Operational Security for Development Teams

John Knox: Do you have any recommendations for operational security things---using 2FA to lock down tools like Jira and GitHub, password managers?

Christopher Gates: I'm going to start with a myth. I get so many manufacturers that come to me and say "we're using ISO 27001 as our cybersecurity standard." This is huge---like 60% of everybody says this to me. ISO 27001 is the lowest rung on infrastructure security standards. It goes up from there---NIST 800-53, SOC 2, those are much more advanced. But it's fine for infrastructure. That is not for your medical device development.

IEC 81001-5-1, the secure development framework I referenced, has as one of its first requirements that environmental security standards are in place. That's the only place where that Venn diagram overlaps with new product development. Is the workstation you're developing on secured? That server, that GitHub---is that secured? And the answer is yes, it needs to be.

Should you have MFA or at a minimum 2FA? Yes. Should you do that with GitHub and Jira and everything else? Yes. Should all your compilers be the same version? Yes.
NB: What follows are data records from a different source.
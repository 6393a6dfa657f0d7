//! Constants used in the submitter.

/// Sepolia chain ID, the default network for bundle transactions.
pub const SEPOLIA_CHAIN_ID: u64 = 11155111;

/// Public Sepolia endpoints tried after the primary RPC URL when no
/// fallbacks are configured.
pub const DEFAULT_FALLBACK_RPC_URLS: &[&str] =
    &["https://ethereum-sepolia-rpc.publicnode.com", "https://rpc2.sepolia.org"];

/// Default number of candidate blocks a bundle is submitted against.
pub const DEFAULT_MAX_ATTEMPTS: u64 = 10;

/// Header carrying the relay signature of a request body.
pub const FLASHBOTS_SIGNATURE_HEADER: &str = "X-Flashbots-Signature";

/// Exit code when the block window closed without inclusion. Retrying later
/// may succeed.
pub const EXIT_EXHAUSTED_RETRIES: i32 = 1;
/// Exit code for rejected submissions, RPC failures and setup errors.
pub const EXIT_SUBMISSION_FAILED: i32 = 2;
/// Exit code when a bundle nonce was consumed elsewhere.
pub const EXIT_NONCE_TOO_HIGH: i32 = 3;
/// Exit code when no RPC endpoint could be reached.
pub const EXIT_PROVIDER_UNAVAILABLE: i32 = 4;
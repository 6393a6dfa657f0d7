//! Provider failover, signing and resolution against a local Anvil node.
use alloy::{
    node_bindings::Anvil,
    primitives::{Address, Bytes, U256},
    providers::Provider,
    signers::local::PrivateKeySigner,
};
use bundler::{
    bundle::{BundleBuilder, SignedBundle, TransactionSpec},
    chain::ChainClient,
    config::HostProvider,
    constants::SEPOLIA_CHAIN_ID,
    provider::{HttpProbe, ProviderUnavailable, resolve_provider},
    tasks::resolve::{Resolution, ResolutionTracker, ResolveInclusion},
    test_utils::setup_logging,
    utils::gwei_to_wei,
};
use std::time::Duration;
use url::Url;

fn transfer(value: u64) -> TransactionSpec {
    TransactionSpec::new(Address::repeat_byte(0x22), Bytes::new(), SEPOLIA_CHAIN_ID)
        .with_value(U256::from(value))
        .with_gas_limit(21_000)
        .with_fees(gwei_to_wei(100), gwei_to_wei(1))
}

async fn sign(
    signer: &PrivateKeySigner,
    value: u64,
    provider: &HostProvider,
) -> eyre::Result<SignedBundle> {
    BundleBuilder::new().push(transfer(value), signer.clone()).build()?.sign(provider).await
}

#[ignore = "integration test"]
#[tokio::test]
async fn test_failover_and_inclusion() -> eyre::Result<()> {
    setup_logging();
    let anvil = Anvil::new().chain_id(SEPOLIA_CHAIN_ID).try_spawn()?;
    let dead = Url::parse("http://127.0.0.1:1")?;

    let resolved =
        resolve_provider(&HttpProbe::for_chain(SEPOLIA_CHAIN_ID), &[dead, anvil.endpoint_url()])
            .await?;
    assert_eq!(resolved.index, 1);
    let provider = resolved.connection;

    let signer = PrivateKeySigner::from(anvil.keys()[0].clone());
    let bundle = sign(&signer, 1, &provider).await?;
    assert_eq!(bundle.txs()[0].nonce, 0);

    let target = provider.block_number().await? + 1;
    provider.send_raw_transaction(&bundle.txs()[0].raw).await?.get_receipt().await?;

    let tracker = ResolutionTracker::new(provider, Duration::from_millis(100));
    assert_eq!(tracker.await_resolution(&bundle, target).await?, Resolution::Included);
    Ok(())
}

#[ignore = "integration test"]
#[tokio::test]
async fn test_consumed_nonce() -> eyre::Result<()> {
    setup_logging();
    let anvil = Anvil::new().chain_id(SEPOLIA_CHAIN_ID).try_spawn()?;
    let provider = HostProvider::new_http(anvil.endpoint_url());
    let signer = PrivateKeySigner::from(anvil.keys()[1].clone());

    let bundle = sign(&signer, 1, &provider).await?;
    let competing = sign(&signer, 2, &provider).await?;
    assert_eq!(bundle.txs()[0].nonce, competing.txs()[0].nonce);

    provider.send_raw_transaction(&competing.txs()[0].raw).await?.get_receipt().await?;

    let far_target = provider.block_number().await? + 100;
    let tracker = ResolutionTracker::new(provider, Duration::from_millis(100));
    assert_eq!(tracker.await_resolution(&bundle, far_target).await?, Resolution::NonceTooHigh);
    Ok(())
}

#[ignore = "integration test"]
#[tokio::test]
async fn test_wrong_chain_is_unavailable() -> eyre::Result<()> {
    let anvil = Anvil::new().chain_id(1).try_spawn()?;

    let err = resolve_provider(&HttpProbe::for_chain(SEPOLIA_CHAIN_ID), &[anvil.endpoint_url()])
        .await
        .unwrap_err();
    assert_eq!(err, ProviderUnavailable { attempted: 1 });
    Ok(())
}
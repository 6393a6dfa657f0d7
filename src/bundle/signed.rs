use super::{Bundle, BundleEntry, TxFormat};
use crate::chain::ChainClient;
use alloy::{
    consensus::{
        SignableTransaction, Signed, Transaction as _, TxEnvelope,
        transaction::SignerRecoverable,
    },
    eips::{BlockId, Decodable2718, Encodable2718},
    primitives::{Address, Bytes, Signature, TxHash},
    signers::Signer,
};
use tracing::{debug, instrument};
use std::collections::HashMap;

/// A signed, encoded bundle transaction.
#[derive(Debug, Clone, PartialEq, Eq)]
pub struct SignedTx {
    /// Transaction hash.
    pub hash: TxHash,
    /// Sender address.
    pub from: Address,
    /// Nonce the transaction was signed with.
    pub nonce: u64,
    /// EIP-2718 encoded transaction.
    pub raw: Bytes,
}

impl SignedTx {
    /// Decodes an EIP-2718 encoded transaction and recovers its sender.
    pub fn decode(raw: Bytes) -> eyre::Result<Self> {
        let envelope = TxEnvelope::decode_2718(&mut raw.as_ref())?;
        let from = envelope.recover_signer()?;
        Ok(Self { hash: *envelope.tx_hash(), from, nonce: envelope.nonce(), raw })
    }
}

/// A bundle whose transactions are all signed.
///
/// Immutable and freely reusable: the same signed bundle is submitted
/// against every candidate block.
#[derive(Debug, Clone, PartialEq, Eq)]
pub struct SignedBundle {
    txs: Vec<SignedTx>,
}

impl SignedBundle {
    /// Wraps already signed transactions, in execution order.
    pub const fn new(txs: Vec<SignedTx>) -> Self {
        Self { txs }
    }

    /// The signed transactions, in execution order.
    pub fn txs(&self) -> &[SignedTx] {
        &self.txs
    }

    /// Encoded transactions as sent to the relay.
    pub fn raw_txs(&self) -> Vec<Bytes> {
        self.txs.iter().map(|tx| tx.raw.clone()).collect()
    }

    /// Hashes of the bundle transactions.
    pub fn tx_hashes(&self) -> impl Iterator<Item = TxHash> + '_ {
        self.txs.iter().map(|tx| tx.hash)
    }

    /// Number of transactions.
    pub fn len(&self) -> usize {
        self.txs.len()
    }

    /// True if the bundle holds no transactions.
    pub fn is_empty(&self) -> bool {
        self.txs.is_empty()
    }
}

impl<S> Bundle<S>
where
    S: Signer + Send + Sync,
{
    /// Signs every entry with its own signer.
    ///
    /// Entries without an explicit nonce get their account's pending nonce,
    /// read once per account, then consecutive nonces for later entries from
    /// the same account. Presigned entries are carried unchanged, and later
    /// entries from their sender continue after their nonce.
    #[instrument(skip_all, fields(txs = self.len()))]
    pub async fn sign<C: ChainClient>(&self, chain: &C) -> eyre::Result<SignedBundle> {
        let mut next_nonce: HashMap<Address, u64> = HashMap::new();
        let mut txs = Vec::with_capacity(self.len());

        for entry in self.entries() {
            let (spec, signer) = match entry {
                BundleEntry::Unsigned { spec, signer } => (spec, signer),
                BundleEntry::Presigned(tx) => {
                    debug!(hash = %tx.hash, from = %tx.from, nonce = tx.nonce, "carrying presigned transaction");
                    next_nonce.insert(tx.from, tx.nonce + 1);
                    txs.push(tx.clone());
                    continue;
                }
            };

            let from = signer.address();
            let nonce = match (spec.nonce, next_nonce.get(&from)) {
                (Some(nonce), _) => nonce,
                (None, Some(&nonce)) => nonce,
                (None, None) => chain.transaction_count(from, BlockId::pending()).await?,
            };
            next_nonce.insert(from, nonce + 1);

            let envelope = match spec.format {
                TxFormat::Legacy => sign_tx(spec.to_legacy(nonce), signer).await?,
                TxFormat::Eip1559 => sign_tx(spec.to_eip1559(nonce), signer).await?,
            };

            let hash = *envelope.tx_hash();
            debug!(%hash, %from, nonce, "signed bundle transaction");
            txs.push(SignedTx { hash, from, nonce, raw: envelope.encoded_2718().into() });
        }

        Ok(SignedBundle::new(txs))
    }
}

async fn sign_tx<T, S>(tx: T, signer: &S) -> eyre::Result<TxEnvelope>
where
    T: SignableTransaction<Signature>,
    Signed<T>: Into<TxEnvelope>,
    S: Signer + Send + Sync,
{
    let signature = signer.sign_hash(&tx.signature_hash()).await?;
    Ok(tx.into_signed(signature).into())
}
For supply chain cybersecurity, there are systems like Google SLSA (S-L-S-A). You can turn on about 80-90% of it in GitHub with some configuration items. It creates secure artifacts that move with your code through the repo, tracking who touched what and when, through your CI/CD build cycle. The FDA wants you to do this. They're not getting really detailed about it yet, but you probably have a few months left before that's the case.
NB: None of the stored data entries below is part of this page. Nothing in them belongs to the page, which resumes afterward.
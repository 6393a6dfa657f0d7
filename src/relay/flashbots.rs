//! A Flashbots relay client.
//!
//! Every request body is signed with the relay signing key, which is
//! distinct from the keys that sign bundle transactions.
use super::{BundleRelay, BundleStatsV2, RelayReply};
use crate::{bundle::SignedBundle, constants::FLASHBOTS_SIGNATURE_HEADER};
use alloy::{
    eips::BlockNumberOrTag,
    primitives::{B256, U64, keccak256},
    rpc::types::mev::{EthBundleHash, EthCallBundle, EthCallBundleResponse, EthSendBundle},
    signers::Signer,
};
use eyre::Context as _;
use init4_bin_base::utils::signer::LocalOrAws;
use reqwest::header::CONTENT_TYPE;
use serde::de::DeserializeOwned;
use serde_json::json;
use std::time::Duration;
use tracing::{debug, trace};

/// A Flashbots compatible relay, authenticated with the
/// `X-Flashbots-Signature` header.
#[derive(Debug, Clone)]
pub struct FlashbotsRelay<S = LocalOrAws> {
    /// The relay URL.
    pub relay_url: url::Url,
    client: reqwest::Client,
    /// Relay signing key, loaded once at startup.
    signer: S,
}

impl<S> FlashbotsRelay<S>
where
    S: Signer + Send + Sync,
{
    /// Creates a relay client whose requests time out after `timeout`.
    pub fn new(relay_url: url::Url, signer: S, timeout: Duration) -> eyre::Result<Self> {
        let client = reqwest::Client::builder().timeout(timeout).build()?;
        Ok(Self { relay_url, client, signer })
    }

    /// The address of the relay signing key.
    pub fn signer_address(&self) -> alloy::primitives::Address {
        self.signer.address()
    }

    /// Makes a signed JSON-RPC call and decodes the reply.
    async fn call<T: DeserializeOwned>(
        &self,
        method: &str,
        params: serde_json::Value,
    ) -> eyre::Result<RelayReply<T>> {
        let body_bz = serde_json::to_vec(&request_body(method, params))?;
        let signature = self.compute_signature(&body_bz).await?;

        let resp = self
            .client
            .post(self.relay_url.as_str())
            .header(CONTENT_TYPE, "application/json")
            .header(FLASHBOTS_SIGNATURE_HEADER, signature)
            .body(body_bz)
            .send()
            .await
            .wrap_err_with(|| format!("{method} request failed"))?;

        let status = resp.status();
        let text = resp.text().await?;
        trace!(method, %status, body = %text, "relay response");

        serde_json::from_str(&text)
            .wrap_err_with(|| format!("unexpected {method} response (HTTP {status}): {text}"))
    }

    /// Builds the `address:signature` header value: an EIP-191 signature
    /// over the hex encoded keccak256 of the body.
    pub async fn compute_signature(&self, body_bz: &[u8]) -> eyre::Result<String> {
        let payload = format!("0x{:x}", keccak256(body_bz));
        let signature = self.signer.sign_message(payload.as_bytes()).await?;
        let address = self.signer.address();
        Ok(format!("{address}:{signature}"))
    }
}

impl<S> BundleRelay for FlashbotsRelay<S>
where
    S: Signer + Send + Sync,
{
    async fn simulate(
        &self,
        bundle: &SignedBundle,
        block: u64,
    ) -> eyre::Result<RelayReply<EthCallBundleResponse>> {
        debug!(block, txs = bundle.len(), "simulating bundle");
        let params = EthCallBundle {
            txs: bundle.raw_txs(),
            block_number: block,
            state_block_number: BlockNumberOrTag::Latest,
            ..Default::default()
        };
        self.call("eth_callBundle", serde_json::to_value(params)?).await
    }

    async fn send_bundle(
        &self,
        bundle: &SignedBundle,
        target_block: u64,
    ) -> eyre::Result<RelayReply<EthBundleHash>> {
        debug!(target_block, txs = bundle.len(), "sending bundle");
        self.call("eth_sendBundle", send_bundle_params(bundle, target_block)?).await
    }

    async fn bundle_stats(
        &self,
        bundle_hash: B256,
        block: u64,
    ) -> eyre::Result<RelayReply<BundleStatsV2>> {
        let params = json!({ "bundleHash": bundle_hash, "blockNumber": U64::from(block) });
        self.call("flashbots_getBundleStatsV2", params).await
    }
}

fn send_bundle_params(bundle: &SignedBundle, target_block: u64) -> eyre::Result<serde_json::Value> {
    let params =
        EthSendBundle { txs: bundle.raw_txs(), block_number: target_block, ..Default::default() };
    Ok(serde_json::to_value(params)?)
}

/// Wraps `params` into a JSON-RPC 2.0 request body.
fn request_body(method: &str, params: serde_json::Value) -> serde_json::Value {
    let params = match params {
        serde_json::Value::Array(_) => params,
        other => serde_json::Value::Array(vec![other]),
    };
    json!({ "jsonrpc": "2.0", "id": 1, "method": method, "params": params })
}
Manufacturers are in the middle of the supply chain. There are people upstream and downstream of us. One of the working groups I'm in for Health Sector Coordinating Council is defining all that operational technology all the way out to the manufacturing floor---how you do incident response for medical devices, which is completely different than IT. The FDA is looking for standards they can point to during inspections. This is coming very shortly, in the months ahead.

The Bottom Line

I work with a lot of startups, and I don't know a single CEO who doesn't sweat every dime and every day, because their burn rate is usually pretty high. So why would you ignore cybersecurity? Why would you say "I'm gonna wait for that till the day before I submit"? People do that with security. (For more on the common pitfalls that sink medtech startups, see Five Mistakes I Made Building a Healthcare Startup.)

It's just another attribute of medical device development. Medical device is challenging, difficult, expensive---as anyone who has navigated the full journey from concept to market knows. (For a comprehensive overview, see the MedTech Startup Guide.) Why would you ignore a whole area? Whenever I ask that of manufacturers, the response I generally get is "we were afraid to look at it." Did it make it any better that you let this turn into a giant monster? As you delay, it only gets worse.
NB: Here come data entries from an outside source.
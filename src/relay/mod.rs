//! Relay access for bundle simulation, submission and statistics.
//!
//! Relay replies are decoded into [`RelayReply`], so an error reported by
//! the relay is a typed outcome rather than a field to probe for.
//! Transport failures stay as [`eyre::Report`]s.

use crate::bundle::SignedBundle;
use alloy::{
    primitives::B256,
    rpc::types::mev::{EthBundleHash, EthCallBundleResponse},
};
use serde::Deserialize;
use std::{fmt, future::Future};

/// Flashbots relay client.
pub mod flashbots;
pub use flashbots::FlashbotsRelay;

mod stats;
pub use stats::{BuilderTimestamp, BundleStatsV2};

/// A JSON-RPC error object.
#[derive(Debug, Clone, PartialEq, Eq, Deserialize)]
pub struct RpcErrorObject {
    /// Error code.
    pub code: i64,
    /// Error message.
    pub message: String,
    /// Optional error data.
    #[serde(default)]
    pub data: Option<serde_json::Value>,
}

/// An error reported by the relay in place of a result.
///
/// Relays answer either with a JSON-RPC error object, or with a bare
/// `{"error": "<message>"}` body.
#[derive(Debug, Clone, PartialEq, Eq, Deserialize)]
#[serde(untagged)]
pub enum RelayError {
    /// A JSON-RPC error object.
    Rpc(RpcErrorObject),
    /// A bare error message.
    Message(String),
}

impl fmt::Display for RelayError {
    fn fmt(&self, f: &mut fmt::Formatter<'_>) -> fmt::Result {
        match self {
            Self::Rpc(err) => write!(f, "relay error {}: {}", err.code, err.message),
            Self::Message(message) => write!(f, "relay error: {message}"),
        }
    }
}

impl std::error::Error for RelayError {}

/// A relay reply: either a result or an error.
#[derive(Debug, Clone, PartialEq, Eq, Deserialize)]
#[serde(untagged)]
pub enum RelayReply<T> {
    /// The relay reported an error.
    Failure {
        /// The reported error.
        error: RelayError,
    },
    /// The relay returned a result.
    Success {
        /// The returned value.
        result: T,
    },
}

impl<T> RelayReply<T> {
    /// Wraps a result.
    pub const fn success(result: T) -> Self {
        Self::Success { result }
    }

    /// Wraps a relay error message.
    pub fn failure(message: impl Into<String>) -> Self {
        Self::Failure { error: RelayError::Message(message.into()) }
    }

    /// Converts into a standard [`Result`].
    pub fn into_result(self) -> Result<T, RelayError> {
        match self {
            Self::Success { result } => Ok(result),
            Self::Failure { error } => Err(error),
        }
    }
}

/// The relay operations the submission pipeline depends on.
pub trait BundleRelay: Send + Sync {
    /// Simulates `bundle` as if included in `block`.
    fn simulate(
        &self,
        bundle: &SignedBundle,
        block: u64,
    ) -> impl Future<Output = eyre::Result<RelayReply<EthCallBundleResponse>>> + Send;

    /// Submits `bundle` for inclusion in `target_block`.
    fn send_bundle(
        &self,
        bundle: &SignedBundle,
        target_block: u64,
    ) -> impl Future<Output = eyre::Result<RelayReply<EthBundleHash>>> + Send;

    /// Fetches relay statistics for a submitted bundle.
    fn bundle_stats(
        &self,
        bundle_hash: B256,
        block: u64,
    ) -> impl Future<Output = eyre::Result<RelayReply<BundleStatsV2>>> + Send;
}

#[cfg(test)]
mod tests {
    use super::*;
    use serde_json::json;

    #[test]
    fn decodes_success() {
        let hash = B256::repeat_byte(0xab);
        let reply: RelayReply<EthBundleHash> = serde_json::from_value(json!({
            "jsonrpc": "2.0",
            "id": 1,
            "result": { "bundleHash": hash }
        }))
        .unwrap();
        assert_eq!(reply.into_result().unwrap().bundle_hash, hash);
    }

    #[test]
    fn decodes_bare_error() {
        let reply: RelayReply<EthBundleHash> =
            serde_json::from_value(json!({ "error": "block param must be a hex int" })).unwrap();
        let err = reply.into_result().unwrap_err();
        assert_eq!(err, RelayError::Message("block param must be a hex int".into()));
        assert_eq!(err.to_string(), "relay error: block param must be a hex int");
    }

    #[test]
    fn decodes_rpc_error() {
        let reply: RelayReply<EthBundleHash> = serde_json::from_value(json!({
            "jsonrpc": "2.0",
            "id": 1,
            "error": { "code": -32000, "message": "nonce too low" }
        }))
        .unwrap();
        let RelayError::Rpc(payload) = reply.into_result().unwrap_err() else {
            panic!("expected rpc error");
        };
        assert_eq!(payload.code, -32000);
        assert_eq!(payload.message, "nonce too low");
    }

    #[test]
    fn rejects_reply_without_result_or_error() {
        let reply = serde_json::from_value::<RelayReply<EthBundleHash>>(json!({ "id": 1 }));
        assert!(reply.is_err());
    }
}
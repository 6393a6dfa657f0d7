use crate::relay::{BundleRelay, BundleStatsV2};
use alloy::primitives::B256;
use init4_bin_base::deps::metrics::counter;
use tracing::{info, warn};

/// Fetches and logs relay statistics for submitted bundles.
///
/// Purely diagnostic: every failure is logged and swallowed.
#[derive(Debug)]
pub struct StatsCollector<'a, R> {
    relay: &'a R,
}

impl<'a, R: BundleRelay> StatsCollector<'a, R> {
    /// Creates a collector over `relay`.
    pub const fn new(relay: &'a R) -> Self {
        Self { relay }
    }

    /// Fetches statistics for `bundle_hash` at `block`, returning `None` on
    /// any failure.
    pub async fn collect(&self, bundle_hash: B256, block: u64) -> Option<BundleStatsV2> {
        let reply = match self.relay.bundle_stats(bundle_hash, block).await {
            Ok(reply) => reply,
            Err(err) => {
                counter!("bundler.stats_failures").increment(1);
                warn!(%err, %bundle_hash, block, "failed to fetch bundle stats");
                return None;
            }
        };

        match reply.into_result() {
            Ok(stats) => {
                info!(
                    %bundle_hash,
                    block,
                    is_simulated = stats.is_simulated,
                    is_high_priority = stats.is_high_priority,
                    received_at = stats.received_at.as_deref().unwrap_or_default(),
                    simulated_at = stats.simulated_at.as_deref().unwrap_or_default(),
                    considered_by = stats.considered_by_builders_at.len(),
                    sealed_by = stats.sealed_by_builders_at.len(),
                    "bundle stats"
                );
                Some(stats)
            }
            Err(err) => {
                counter!("bundler.stats_failures").increment(1);
                warn!(%err, %bundle_hash, block, "relay refused bundle stats");
                None
            }
        }
    }
}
I now have clients who come to me before they've even made their first prototype, and we start talking about what the system looks like. We're not creating any artifact that's going to be turned into the FDA---we're designing them for success going forward. How are you going to do this? What will your releases look like? What features will your first article go to market with? How is that going to grow?

We take all that into account, so we scale up, so it just happens and it flows. It's not this discontinuous process of destruction and nightmare. A little bit of planning goes a long way.